4 PRACTICAL Tips to Share with Caregivers for Summer Speech Success

summer speech success

As you approach the summer months, it’s crucial to equip families with the tools they need to support their child’s speech and language development during this break. Here are 4 easy and practical tips to share with caregivers for summer speech success! 

4 PRACTICAL Tips for Summer Speech Success

  1. Clarify Goals and Strategies
  2. Highlight the Importance of Practice
  3. Encourage Family Involvement
  4. Acknowledge the Importance of Breaks

Clarify Goals and Strategies

First of all, it is important to make sure caregivers clearly understand their child’s specific diagnosis and goals. They also need to be fully aware of what types of prompts their child responds best to. 

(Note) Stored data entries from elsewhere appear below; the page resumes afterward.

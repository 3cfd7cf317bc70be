//! FFmpeg subprocess backend: every source is decoded by an `ffmpeg` child that
//! writes raw BGR24 frames to stdout.

use std::{
    io::{ErrorKind, Read},
    path::Path,
    process::{Child, ChildStdout, Command, Stdio},
};

use anyhow::anyhow;
use chrono::Utc;
use tracing::debug;

use crate::types::{CaptureError, Frame, FrameFormat, FrameSource, VideoBackend, frame_len};

/// Spawns one `ffmpeg` process per opened source, scaling output to `target_size`.
#[derive(Clone, Debug)]
pub struct FfmpegBackend {
    target_size: (i32, i32),
    binary: String,
}

impl FfmpegBackend {
    pub fn new(target_size: (i32, i32)) -> Self {
        Self {
            target_size,
            binary: "ffmpeg".to_string(),
        }
    }

    /// Use a specific ffmpeg executable instead of the one on `PATH`.
    pub fn with_binary(mut self, binary: impl Into<String>) -> Self {
        self.binary = binary.into();
        self
    }

    fn base_command(&self) -> Command {
        let mut cmd = Command::new(&self.binary);
        cmd.arg("-hide_banner")
            .arg("-loglevel")
            .arg("error")
            .arg("-nostdin");
        cmd
    }

    fn finish_command(&self, cmd: &mut Command) {
        let scale_arg = format!("scale={}:{}", self.target_size.0, self.target_size.1);
        cmd.arg("-an")
            .arg("-vf")
            .arg(&scale_arg)
            .arg("-pix_fmt")
            .arg("bgr24")
            .arg("-f")
            .arg("rawvideo")
            .arg("-");
    }
}

impl VideoBackend for FfmpegBackend {
    fn open_source(&self, uri: &str) -> Result<Box<dyn FrameSource>, CaptureError> {
        let mut cmd = self.base_command();
        if uri.starts_with("rtsp://") || uri.starts_with("rtsps://") {
            cmd.arg("-rtsp_transport")
                .arg("tcp")
                .arg("-fflags")
                .arg("nobuffer")
                .arg("-flags")
                .arg("low_delay")
                .arg("-i")
                .arg(uri);
        } else if let Some(index) = parse_device_index(uri) {
            let device = format!("/dev/video{index}");
            if !Path::new(&device).exists() {
                return Err(CaptureError::Open {
                    uri: uri.to_string(),
                });
            }
            cmd.arg("-f").arg("video4linux2").arg("-i").arg(&device);
        } else {
            if !Path::new(uri).exists() {
                return Err(CaptureError::Open {
                    uri: uri.to_string(),
                });
            }
            // Files standing in for a live feed are read at their native rate.
            cmd.arg("-re").arg("-i").arg(uri);
        }
        self.finish_command(&mut cmd);
        let source = FfmpegSource::spawn(cmd, uri, self.target_size)?;
        Ok(Box::new(source))
    }

    fn open_asset(&self, path: &Path) -> Result<Box<dyn FrameSource>, CaptureError> {
        let uri = path.display().to_string();
        if !path.is_file() {
            return Err(CaptureError::Open { uri });
        }
        let mut cmd = self.base_command();
        cmd.arg("-i").arg(path);
        self.finish_command(&mut cmd);
        let source = FfmpegSource::spawn(cmd, &uri, self.target_size)?;
        Ok(Box::new(source))
    }
}

/// Frames read synchronously from a running ffmpeg child.
pub struct FfmpegSource {
    child: Child,
    stdout: ChildStdout,
    uri: String,
    size: (i32, i32),
    buffer: Vec<u8>,
    frames_read: u64,
}

impl FfmpegSource {
    fn spawn(mut cmd: Command, uri: &str, size: (i32, i32)) -> Result<Self, CaptureError> {
        cmd.stdin(Stdio::null())
            .stdout(Stdio::piped())
            .stderr(Stdio::inherit());
        let mut child = cmd.spawn().map_err(|err| {
            debug!("ffmpeg spawn for {uri} failed: {err}");
            CaptureError::Open {
                uri: uri.to_string(),
            }
        })?;
        let stdout = child
            .stdout
            .take()
            .ok_or_else(|| CaptureError::Other(anyhow!("failed to capture ffmpeg stdout")))?;
        Ok(Self {
            child,
            stdout,
            uri: uri.to_string(),
            size,
            buffer: vec![0u8; frame_len(size.0, size.1, FrameFormat::Bgr8)],
            frames_read: 0,
        })
    }

    /// Classify stdout EOF by the child's exit status.
    fn end_of_stream(&mut self) -> Result<Option<Frame>, CaptureError> {
        let status = self
            .child
            .wait()
            .map_err(|err| CaptureError::Other(err.into()))?;
        if status.success() {
            return Ok(None);
        }
        debug!("ffmpeg for {} exited with {status}", self.uri);
        if self.frames_read == 0 {
            Err(CaptureError::Open {
                uri: self.uri.clone(),
            })
        } else {
            Err(CaptureError::Decode(format!(
                "ffmpeg exited with {status} after {} frame(s)",
                self.frames_read
            )))
        }
    }
}

impl FrameSource for FfmpegSource {
    fn next_frame(&mut self) -> Result<Option<Frame>, CaptureError> {
        match self.stdout.read_exact(&mut self.buffer) {
            Ok(()) => {
                self.frames_read += 1;
                Ok(Some(Frame {
                    data: self.buffer.clone(),
                    width: self.size.0,
                    height: self.size.1,
                    timestamp_ms: Utc::now().timestamp_millis(),
                    format: FrameFormat::Bgr8,
                }))
            }
            Err(err) if err.kind() == ErrorKind::UnexpectedEof => self.end_of_stream(),
            Err(err) => Err(CaptureError::Other(err.into())),
        }
    }
}

impl Drop for FfmpegSource {
    fn drop(&mut self) {
        let _ = self.child.kill();
        let _ = self.child.wait();
    }
}

/// Interpret `0`, `1`, … and `/dev/videoN` as V4L device indices.
pub(crate) fn parse_device_index(uri: &str) -> Option<i32> {
    if let Ok(index) = uri.parse::<i32>() {
        return Some(index);
    }
    if let Some(stripped) = uri.strip_prefix("/dev/video") {
        if !stripped.is_empty() && stripped.chars().all(|c| c.is_ascii_digit()) {
            return stripped.parse::<i32>().ok();
        }
    }
    None
}

#[cfg(test)]
mod tests {
    use super::*;

    #[test]
    fn device_indices_are_recognised() {
        assert_eq!(parse_device_index("0"), Some(0));
        assert_eq!(parse_device_index("/dev/video2"), Some(2));
        assert_eq!(parse_device_index("/dev/video"), None);
        assert_eq!(parse_device_index("clip.mp4"), None);
    }

    #[test]
    fn missing_asset_is_reported_as_open_failure() {
        let backend = FfmpegBackend::new((64, 48));
        let err = match backend.open_asset(Path::new("/nonexistent/clip.mp4")) {
            Err(err) => err,
            Ok(_) => panic!("missing asset must not open"),
        };
        assert!(matches!(err, CaptureError::Open { .. }));
    }

    fn existing_file() -> &'static str {
        concat!(env!("CARGO_MANIFEST_DIR"), "/Cargo.toml")
    }

    #[cfg(unix)]
    #[test]
    fn failing_decoder_without_output_is_an_open_failure() {
        let backend = FfmpegBackend::new((8, 8)).with_binary("false");
        let mut source = backend.open_source(existing_file()).unwrap();
        assert!(matches!(
            source.next_frame(),
            Err(CaptureError::Open { .. })
        ));
    }

    #[cfg(unix)]
    #[test]
    fn clean_decoder_exit_is_end_of_stream() {
        let backend = FfmpegBackend::new((8, 8)).with_binary("true");
        let mut source = backend.open_source(existing_file()).unwrap();
        assert!(source.next_frame().unwrap().is_none());
    }

    #[cfg(unix)]
    #[test]
    fn decoder_failure_after_frames_is_a_decode_error() {
        use std::os::unix::fs::PermissionsExt;

        // Emits exactly one 8x8 BGR frame, then fails.
        let script = std::env::temp_dir().join(format!("fake-ffmpeg-{}.sh", std::process::id()));
        std::fs::write(&script, "#!/bin/sh\nhead -c 192 /dev/zero\nexit 3\n").unwrap();
        std::fs::set_permissions(&script, std::fs::Permissions::from_mode(0o755)).unwrap();

        let backend = FfmpegBackend::new((8, 8)).with_binary(script.display().to_string());
        // A freshly written script can briefly be "text file busy" while other
        // tests fork.
        let mut source = (0..20)
            .find_map(|_| {
                backend.open_source(existing_file()).ok().or_else(|| {
                    std::thread::sleep(std::time::Duration::from_millis(10));
                    None
                })
            })
            .expect("script never became executable");
        assert_eq!(source.next_frame().unwrap().unwrap().data.len(), 192);
        let err = match source.next_frame() {
            Err(err) => err,
            Ok(frame) => panic!("expected a decode error, got {frame:?}"),
        };
        assert!(matches!(err, CaptureError::Decode(_)), "{err}");
        let _ = std::fs::remove_file(&script);
    }

    #[test]
    fn missing_file_source_is_reported_as_open_failure() {
        let backend = FfmpegBackend::new((64, 48));
        assert!(matches!(
            backend.open_source("/nonexistent/feed.mp4"),
            Err(CaptureError::Open { .. })
        ));
    }
}
//! Detection-triggered playback pipeline.
//!
//! - `config`: CLI arguments and validated runtime configuration.
//! - `display`: the single-slot frame buffer shared with HTTP readers.
//! - `supervisor`: the detect, publish, trigger loop.
//! - `playback`: paced clip playback into the display slot.
//! - `lifecycle`: start/stop ownership of the session thread.
//! - `server`: Actix Web control endpoints and the MJPEG feed.
//! - `annotation`, `encoding`: frame drawing and JPEG/multipart output.
//! - `telemetry`: tracing subscriber, Prometheus recorder, thread helpers.

pub mod annotation;
pub mod config;
pub mod data;
pub mod display;
pub mod encoding;
pub mod error;
pub mod lifecycle;
pub mod playback;
pub mod server;
pub mod supervisor;
pub mod telemetry;
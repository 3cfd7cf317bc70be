#![allow(dead_code)]

use std::{
    sync::Arc,
    thread,
    time::{Duration, Instant},
};

use ml_core::{Detect, Detection};
use video_ingest::{Frame, MemoryBackend};
use vision::{DetectorFactory, TriggerConfig};

pub const SOURCE: &str = "cam";
pub const ASSET: &str = "clip.mp4";

pub const WIDTH: i32 = 16;
pub const HEIGHT: i32 = 12;

/// First byte of a live frame that contains a confidently detected book.
pub const BOOK: u8 = 200;
/// First byte of a live frame whose book sits exactly on the threshold.
pub const BORDERLINE_BOOK: u8 = 150;
const EMPTY: u8 = 10;
const CLIP: u8 = 60;

fn filled(fill: u8, timestamp_ms: i64) -> Frame {
    Frame::from_bgr(
        vec![fill; (WIDTH * HEIGHT * 3) as usize],
        WIDTH,
        HEIGHT,
        timestamp_ms,
    )
    .unwrap()
}

/// Live frames from a fill pattern; timestamps start at 1.
pub fn live(pattern: &[u8]) -> Vec<Frame> {
    pattern
        .iter()
        .enumerate()
        .map(|(idx, fill)| filled(*fill, idx as i64 + 1))
        .collect()
}

/// `count` live frames without a target.
pub fn empty_live(count: usize) -> Vec<Frame> {
    live(&vec![EMPTY; count])
}

pub fn empty() -> u8 {
    EMPTY
}

/// Asset frames; timestamps start at 10_001.
pub fn clip(count: usize) -> Vec<Frame> {
    (1..=count)
        .map(|idx| filled(CLIP, 10_000 + idx as i64))
        .collect()
}

/// Reports a person on every frame and a book when the frame is marked.
pub struct MarkerDetector {
    delay: Duration,
}

impl Detect for MarkerDetector {
    fn detect(&self, bgr: &[u8], _width: i32, _height: i32) -> anyhow::Result<Vec<Detection>> {
        if !self.delay.is_zero() {
            thread::sleep(self.delay);
        }
        let mut detections = vec![Detection::new("person", 0.95, [0.0, 0.0, 4.0, 4.0])];
        match bgr.first() {
            Some(&BOOK) => detections.push(Detection::new("book", 0.9, [2.0, 2.0, 10.0, 8.0])),
            Some(&BORDERLINE_BOOK) => {
                detections.push(Detection::new("book", 0.5, [2.0, 2.0, 10.0, 8.0]))
            }
            _ => {}
        }
        Ok(detections)
    }
}

pub fn marker_detector(delay: Duration) -> DetectorFactory {
    Arc::new(move || Ok(Box::new(MarkerDetector { delay }) as Box<dyn Detect>))
}

pub fn failing_detector() -> DetectorFactory {
    Arc::new(|| Err(anyhow::anyhow!("weights missing")))
}

struct PanickingDetector;

impl Detect for PanickingDetector {
    fn detect(&self, _bgr: &[u8], _width: i32, _height: i32) -> anyhow::Result<Vec<Detection>> {
        panic!("inference blew up")
    }
}

pub fn panicking_detector() -> DetectorFactory {
    Arc::new(|| Ok(Box::new(PanickingDetector) as Box<dyn Detect>))
}

pub fn backend(live: Vec<Frame>, clip_frames: usize) -> Arc<MemoryBackend> {
    Arc::new(
        MemoryBackend::new()
            .with_source(SOURCE, live)
            .with_asset(ASSET, clip(clip_frames)),
    )
}

/// Fast-paced configuration reading from [`SOURCE`] and playing [`ASSET`].
pub fn config() -> TriggerConfig {
    let mut config = TriggerConfig::new(SOURCE, ASSET);
    config.stop_grace = Duration::from_millis(20);
    config.playback.frame_rate = 500.0;
    config
}

/// Poll `condition` until it holds or `timeout` elapses.
pub fn wait_until(timeout: Duration, mut condition: impl FnMut() -> bool) -> bool {
    let deadline = Instant::now() + timeout;
    while Instant::now() < deadline {
        if condition() {
            return true;
        }
        thread::sleep(Duration::from_millis(5));
    }
    condition()
}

This bundle set of Parent Education Handouts is a great resource to share with families! It includes answers to commonly asked questions about speech sound disorders, language delays, and neurodivergence. This resource also helps caregivers understand why you’ve made certain goals for their child. 

Providing clarity through caregiver education reduces stress and results in better outcomes for children. 

Highlight the Importance of Practice

While ensuring families understand their child’s goals and strategies to best support them, that knowledge isn’t going to be enough. It is just as important to ensure caregivers understand the importance of home practice!

Creating positive homework habits doesn’t have to be hard. Sharing information and ideas that are both easy to understand and execute is key! When families understand the importance of practice, the rate of follow through increases, and the likelihood of stalled progress decreases– a big win for everyone!

Types of Practice

Summer practice can be structured or unstructured. The most important thing for families to do is PRACTICE, and that always equates to it being practical practice! 

After you’ve educated parents on the importance of home practice during the summer, also reinforce to them that the practice can be simple and quick to do. Many caregivers don’t even begin summer homework because they think it has to take 30 minutes or an hour each time, like their child’s usual speech sessions. 

Let parents know that 5-10 minutes of practice a few times per week during the summer is often enough to maintain skills.

*Of course, tailor this frequency and duration recommendation for specific students as needed!

Done-for-You Worksheets

Worksheets make practice easy. This Summer Speech Homework Activity Booklet is great to share with families for quick, structured practice. 

Each letter sound booklet contains 10 activities and 2 mini board games for each position (initial, medial, and final). The games are so fun and can be played over and over again for continued practice!

Natural Experiences

Make sure that caregivers know that natural experiences can be great opportunities to target speech goals too! 

Give them examples to consider:

  • Going for a walk– ask open-ended questions, use descriptive words, identify objects
  • Plan simple trips– involve children in sequencing events of the trip and thinking about details such as items needed
    • Picnic at the local park
    • Movie theater
    • Local library’s summer reading program
  • Make sweet treats– food vocabulary, action words, sequencing steps
    • Popsicles
    • Ants on a log
    • S’mores
    • Yogurt parfaits
  • Plan play dates– practice social skills and play skills
  • Read books– identify and name objects, recall story details, talk about the main idea, practice speech sounds
summer speech practice through natural experiences

Encourage Family Involvement

Next, empower families! Let them know that although you are the specialist in speech and language, they are the specialist of their child. 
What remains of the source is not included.